Assignment: If a line contains the word "iter", include it in the count; state how many such lines the listing has and nothing else.

Supplied material:
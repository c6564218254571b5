//! Sale invoices. Creating one from an estimate converts that estimate, so
//! invoice writes also reach into the estimate lists.

use serde::{Deserialize, Serialize};
use std::collections::BTreeMap;

use super::estimates::Estimates;
use super::types::{Collection, Contact, MutationOutcome, Pagination};
use super::{Action, Mutation, Resource, ResourceClient};
use crate::cache::QueryKey;
use crate::transport::TransportError;

pub struct Invoices;

#[derive(Debug, Clone, Default, PartialEq, Serialize, Deserialize)]
#[serde(default)]
pub struct Invoice {
  pub id: u64,
  pub invoice_no: String,
  pub customer_id: u64,
  pub customer: Option<Contact>,
  pub invoice_date: String,
  pub due_date: String,
  pub reference_no: String,
  pub balance: f64,
  pub payment_amount: f64,
  pub due_amount: f64,
  pub currency_code: String,
  /// Estimate this invoice was converted from
  pub from_estimate_id: Option<u64>,
  pub is_delivered: bool,
  pub is_overdue: bool,
  pub is_fully_paid: bool,
  pub is_partially_paid: bool,
}

impl Invoice {
  pub fn status(&self) -> &'static str {
    if self.is_fully_paid {
      "paid"
    } else if self.is_partially_paid {
      "partially paid"
    } else if self.is_overdue {
      "overdue"
    } else if self.is_delivered {
      "delivered"
    } else {
      "draft"
    }
  }
}

#[derive(Debug, Clone, Copy, PartialEq, Eq)]
pub enum InvoiceAction {
  Deliver,
}

impl Action for InvoiceAction {
  fn segment(&self) -> &'static str {
    match self {
      Self::Deliver => "deliver",
    }
  }

  fn success_message(&self) -> &'static str {
    match self {
      Self::Deliver => "The invoice has been delivered successfully.",
    }
  }
}

impl Resource for Invoices {
  type Record = Invoice;
  type Action = InvoiceAction;

  const LABEL: &'static str = "invoice";
  const PATH: &'static str = "sales/invoices";
  const LIST_TAG: &'static str = "SALE_INVOICES";
  const DETAIL_TAG: &'static str = "SALE_INVOICE";
  const LIST_FIELD: &'static str = "sales_invoices";
  const DETAIL_FIELD: &'static str = "sale_invoice";

  fn empty_list() -> Collection<Invoice> {
    Collection {
      items: vec![],
      pagination: Pagination {
        page: 1,
        page_size: 12,
        total: 0,
      },
      filter_meta: BTreeMap::new(),
    }
  }

  fn invalidates(mutation: &Mutation<InvoiceAction>) -> Vec<QueryKey> {
    match mutation {
      Mutation::Create => vec![Self::lists(), Estimates::lists()],
      Mutation::Update { id } => vec![Self::lists(), Self::detail_key(*id)],
      Mutation::Delete { id } => vec![Self::lists(), Self::detail_key(*id), Estimates::lists()],
      Mutation::BulkDelete { ids } => std::iter::once(Self::lists())
        .chain(ids.iter().map(|id| Self::detail_key(*id)))
        .chain(std::iter::once(Estimates::lists()))
        .collect(),
      Mutation::Transition {
        id,
        action: InvoiceAction::Deliver,
      } => vec![Self::lists(), Self::detail_key(*id)],
    }
  }
}

impl ResourceClient<Invoices> {
  pub async fn deliver(&self, id: u64) -> Result<MutationOutcome, TransportError> {
    self.transition(id, InvoiceAction::Deliver).await
  }
}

Task solution: 3